Some traders pointed out that Bitcoin might be attempting to fill a price gap left by a sharp wick on Binance last week, when BTC briefly dropped to $102,000 during a wave of market uncertainty tied to tensions between the U.S. and China. “If the price doesn’t stabilize here, we could see it fill the wick completely, potentially testing levels near the weekly 50-day moving average,” noted trader SuperBro.

Gold, often viewed as a safe haven, initially benefited from the instability, notching new all-time highs. However, even the precious metal began to show signs of strain as the wider financial system reeled. Notably, gold advocate and long-time Bitcoin critic Peter Schiff claimed that gold is better positioned to reach $1 million than Bitcoin. “Bitcoin has failed as a digital alternative to the dollar or gold,” he argued, suggesting that the market is undergoing a broader shift away from cryptocurrencies.

Yet, not everyone agrees. Some crypto traders believe capital may soon rotate back into Bitcoin, particularly if gold begins to lose momentum. “It wouldn’t be surprising to see profits from gold flow back into BTC, given historical trends,” said trader Jelle, referencing past cycles where Bitcoin rebounded after lagging behind gold.

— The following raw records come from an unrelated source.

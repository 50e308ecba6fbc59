//! Attribute value codec
//!
//! Attribute values live in a single text column. Strings are stored as-is,
//! numbers in their shortest round-tripping decimal form, and structured
//! values as JSON.

use crate::{Error, Result};
use serde::Serialize;
use std::fmt;

/// Kind of a typed attribute value
#[derive(Debug, Clone, Copy, PartialEq, Eq, Hash)]
pub enum ValueKind {
    String,
    Int,
    Float,
    Json,
}

/// A typed attribute value before encoding.
#[derive(Debug, Clone, PartialEq)]
pub enum AttributeValue {
    String(String),
    Int(i64),
    Float(f64),
    Json(serde_json::Value),
}

impl AttributeValue {
    /// Wrap any serializable value as structured JSON
    pub fn json<T: Serialize + ?Sized>(value: &T) -> Result<Self> {
        Ok(AttributeValue::Json(serde_json::to_value(value)?))
    }

    pub fn kind(&self) -> ValueKind {
        match self {
            AttributeValue::String(_) => ValueKind::String,
            AttributeValue::Int(_) => ValueKind::Int,
            AttributeValue::Float(_) => ValueKind::Float,
            AttributeValue::Json(_) => ValueKind::Json,
        }
    }

    /// Encode into the textual storage form
    pub fn encode(&self) -> String {
        match self {
            AttributeValue::String(s) => s.clone(),
            AttributeValue::Int(i) => i.to_string(),
            // Display for f64 is the shortest form that parses back exactly
            AttributeValue::Float(f) => f.to_string(),
            AttributeValue::Json(v) => v.to_string(),
        }
    }

    /// Decode stored text as a value of the given kind
    pub fn decode(kind: ValueKind, text: &str) -> Result<Self> {
        match kind {
            ValueKind::String => Ok(AttributeValue::String(text.to_string())),
            ValueKind::Int => text
                .trim()
                .parse()
                .map(AttributeValue::Int)
                .map_err(|e| Error::Codec(format!("invalid integer {:?}: {}", text, e))),
            ValueKind::Float => text
                .trim()
                .parse()
                .map(AttributeValue::Float)
                .map_err(|e| Error::Codec(format!("invalid float {:?}: {}", text, e))),
            ValueKind::Json => Ok(AttributeValue::Json(serde_json::from_str(text)?)),
        }
    }
}

impl fmt::Display for AttributeValue {
    fn fmt(&self, f: &mut fmt::Formatter<'_>) -> fmt::Result {
        f.write_str(&self.encode())
    }
}

impl From<&str> for AttributeValue {
    fn from(value: &str) -> Self {
        AttributeValue::String(value.to_string())
    }
}

impl From<String> for AttributeValue {
    fn from(value: String) -> Self {
        AttributeValue::String(value)
    }
}

impl From<&String> for AttributeValue {
    fn from(value: &String) -> Self {
        AttributeValue::String(value.clone())
    }
}

impl From<i64> for AttributeValue {
    fn from(value: i64) -> Self {
        AttributeValue::Int(value)
    }
}

impl From<i32> for AttributeValue {
    fn from(value: i32) -> Self {
        AttributeValue::Int(value.into())
    }
}

impl From<f64> for AttributeValue {
    fn from(value: f64) -> Self {
        AttributeValue::Float(value)
    }
}

impl From<serde_json::Value> for AttributeValue {
    fn from(value: serde_json::Value) -> Self {
        AttributeValue::Json(value)
    }
}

The current volatility highlights the fragile balance between traditional financial markets and digital assets. As macroeconomic concerns mount—ranging from inflation and interest rate uncertainty to geopolitical tensions—Bitcoin continues to act as a barometer for investor sentiment.

Adding to the complexity is the Federal Reserve’s evolving monetary policy stance. With interest rate cuts on the table amid slowing economic indicators, some investors had hoped for a bullish tailwind for risk assets like Bitcoin. However, renewed banking concerns appear to be overriding any optimism tied to looser monetary policy.

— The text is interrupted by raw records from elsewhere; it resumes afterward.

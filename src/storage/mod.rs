//! Storage Layer - EAV persistence over SQL
//!
//! Four tables per store:
//! - `<entity>`(id, entity_status, entity_type, entity_handle, created_at, updated_at)
//! - `<attribute>`(id, entity_id, attribute_key, attribute_value, created_at, updated_at)
//! - `<entity>_trash`, `<attribute>_trash`: copies plus deleted_at, deleted_by

pub mod schema;
mod statements;
mod store;
mod entities;
mod attributes;
mod trash;

pub use schema::{TableNames, create_table_statements};
pub use store::{Store, StoreBuilder};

Meanwhile, institutional interest in Bitcoin remains a wildcard. Although several high-profile firms have recently increased their exposure to digital assets, the current price action may cause hesitation among large players waiting for technical confirmation before re-entering the market.

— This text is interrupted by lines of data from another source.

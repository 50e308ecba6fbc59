//! Entity types
//!
//! An entity is the fixed envelope every attribute hangs off: an id, a
//! status, a type, an optional handle and two timestamps. Entities are plain
//! data; all queries go through [`crate::Store`].

use crate::{Error, Result};
use chrono::{DateTime, Utc};
use serde::{Deserialize, Serialize};
use std::str::FromStr;

/// Lifecycle status of a live entity.
#[derive(Debug, Clone, Copy, Default, PartialEq, Eq, Hash, Serialize, Deserialize)]
#[serde(rename_all = "lowercase")]
pub enum EntityStatus {
    #[default]
    Active,
    Inactive,
}

impl EntityStatus {
    pub fn as_str(&self) -> &'static str {
        match self {
            EntityStatus::Active => "active",
            EntityStatus::Inactive => "inactive",
        }
    }
}

impl FromStr for EntityStatus {
    type Err = Error;

    fn from_str(s: &str) -> Result<Self> {
        match s.to_lowercase().as_str() {
            "active" => Ok(EntityStatus::Active),
            "inactive" => Ok(EntityStatus::Inactive),
            _ => Err(Error::InvalidInput(format!("Unknown entity status: {}", s))),
        }
    }
}

impl std::fmt::Display for EntityStatus {
    fn fmt(&self, f: &mut std::fmt::Formatter<'_>) -> std::fmt::Result {
        write!(f, "{}", self.as_str())
    }
}

/// A live entity row.
#[derive(Debug, Clone, PartialEq, Serialize, Deserialize)]
pub struct Entity {
    /// Globally unique, never changes
    pub id: String,
    pub status: EntityStatus,
    /// Entity type, e.g. `"post"`
    pub entity_type: String,
    /// Optional handle, unique within the type by convention
    pub handle: Option<String>,
    pub created_at: DateTime<Utc>,
    pub updated_at: DateTime<Utc>,
}

impl Entity {
    /// Create a new active entity stamped with the current time
    pub fn new(id: impl Into<String>, entity_type: impl Into<String>) -> Self {
        let now = Utc::now();
        Self {
            id: id.into(),
            status: EntityStatus::Active,
            entity_type: entity_type.into(),
            handle: None,
            created_at: now,
            updated_at: now,
        }
    }

    pub fn with_handle(mut self, handle: impl Into<String>) -> Self {
        self.handle = Some(handle.into());
        self
    }

    pub fn with_status(mut self, status: EntityStatus) -> Self {
        self.status = status;
        self
    }
}

/// Soft-deleted copy of an entity, kept in the entity trash table.
#[derive(Debug, Clone, PartialEq, Serialize, Deserialize)]
pub struct EntityTrash {
    pub id: String,
    pub status: EntityStatus,
    pub entity_type: String,
    pub handle: Option<String>,
    pub created_at: DateTime<Utc>,
    pub updated_at: DateTime<Utc>,
    pub deleted_at: DateTime<Utc>,
    pub deleted_by: Option<String>,
}

impl EntityTrash {
    pub fn from_entity(entity: &Entity, deleted_at: DateTime<Utc>, deleted_by: Option<&str>) -> Self {
        Self {
            id: entity.id.clone(),
            status: entity.status,
            entity_type: entity.entity_type.clone(),
            handle: entity.handle.clone(),
            created_at: entity.created_at,
            updated_at: entity.updated_at,
            deleted_at,
            deleted_by: deleted_by.map(str::to_string),
        }
    }
}

/// Column an entity listing is ordered by.
#[derive(Debug, Clone, Copy, Default, PartialEq, Eq)]
pub enum OrderBy {
    #[default]
    Id,
    Handle,
    Status,
    CreatedAt,
    UpdatedAt,
}

impl OrderBy {
    /// Column name in the entity table
    pub fn column(&self) -> &'static str {
        match self {
            OrderBy::Id => "id",
            OrderBy::Handle => "entity_handle",
            OrderBy::Status => "entity_status",
            OrderBy::CreatedAt => "created_at",
            OrderBy::UpdatedAt => "updated_at",
        }
    }
}

impl FromStr for OrderBy {
    type Err = Error;

    fn from_str(s: &str) -> Result<Self> {
        match s.to_lowercase().as_str() {
            "" | "id" => Ok(OrderBy::Id),
            "handle" | "entity_handle" => Ok(OrderBy::Handle),
            "status" | "entity_status" => Ok(OrderBy::Status),
            "created_at" => Ok(OrderBy::CreatedAt),
            "updated_at" => Ok(OrderBy::UpdatedAt),
            _ => Err(Error::InvalidInput(format!("Unknown order column: {}", s))),
        }
    }
}

#[derive(Debug, Clone, Copy, Default, PartialEq, Eq)]
pub enum SortOrder {
    #[default]
    Asc,
    Desc,
}

impl SortOrder {
    pub fn as_sql(&self) -> &'static str {
        match self {
            SortOrder::Asc => "ASC",
            SortOrder::Desc => "DESC",
        }
    }
}

impl FromStr for SortOrder {
    type Err = Error;

    fn from_str(s: &str) -> Result<Self> {
        match s.to_lowercase().as_str() {
            "" | "asc" => Ok(SortOrder::Asc),
            "desc" => Ok(SortOrder::Desc),
            _ => Err(Error::InvalidInput(format!("Unknown sort order: {}", s))),
        }
    }
}

/// Parameters for [`crate::Store::list`].
///
/// - `search` matches a substring of the handle, or the exact id. On SQLite
///   (and MySQL's default collations) the handle match ignores ASCII case;
///   Postgres `LIKE` is case-sensitive. The id match is always exact.
/// - `order_by`/`sort` pick the primary ordering; ties always break on id ascending
/// - `limit: None` (or `Some(0)`) returns everything after `offset`
#[derive(Debug, Clone, Default, PartialEq, Eq)]
pub struct EntityQuery {
    pub entity_type: String,
    pub offset: u64,
    pub limit: Option<u64>,
    pub search: Option<String>,
    pub order_by: OrderBy,
    pub sort: SortOrder,
}

impl EntityQuery {
    pub fn new(entity_type: impl Into<String>) -> Self {
        Self {
            entity_type: entity_type.into(),
            ..Default::default()
        }
    }

    pub fn offset(mut self, offset: u64) -> Self {
        self.offset = offset;
        self
    }

    /// Page size; `0` clears the limit
    pub fn limit(mut self, limit: u64) -> Self {
        self.limit = if limit == 0 { None } else { Some(limit) };
        self
    }

    pub fn search(mut self, search: impl Into<String>) -> Self {
        let search = search.into();
        self.search = if search.is_empty() { None } else { Some(search) };
        self
    }

    pub fn order_by(mut self, order_by: OrderBy, sort: SortOrder) -> Self {
        self.order_by = order_by;
        self.sort = sort;
        self
    }
}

Bitcoin’s recent underperformance also raises questions about its role as a hedge against systemic risk. While originally touted as “digital gold,” its correlation with traditional markets has increased in recent years, undermining its status as a counter-cyclical asset. This dynamic was on full display during the banking crisis of 2023 and appears to be repeating now.

Still, some long-term holders remain unfazed. On-chain data shows that a large portion of Bitcoin remains dormant, with many wallets holding onto BTC despite recent price fluctuations. This suggests that while short-term traders are reacting to headlines, long-term investors view the current dip as part of Bitcoin’s natural market cycle.

In the broader crypto landscape, altcoins have mirrored Bitcoin’s decline, with many posting double-digit losses. Ethereum, Solana, and Avalanche have all seen sharp pullbacks, underscoring the sector-wide impact of macroeconomic jitters.

As the week progresses, all eyes will be on whether Bitcoin can reclaim the $108,000–$110,000 range or if further declines will take it closer to the $98,000 mark. For now, the market remains on edge, caught between a fragile banking system and a digital asset ecosystem struggling to prove its resilience.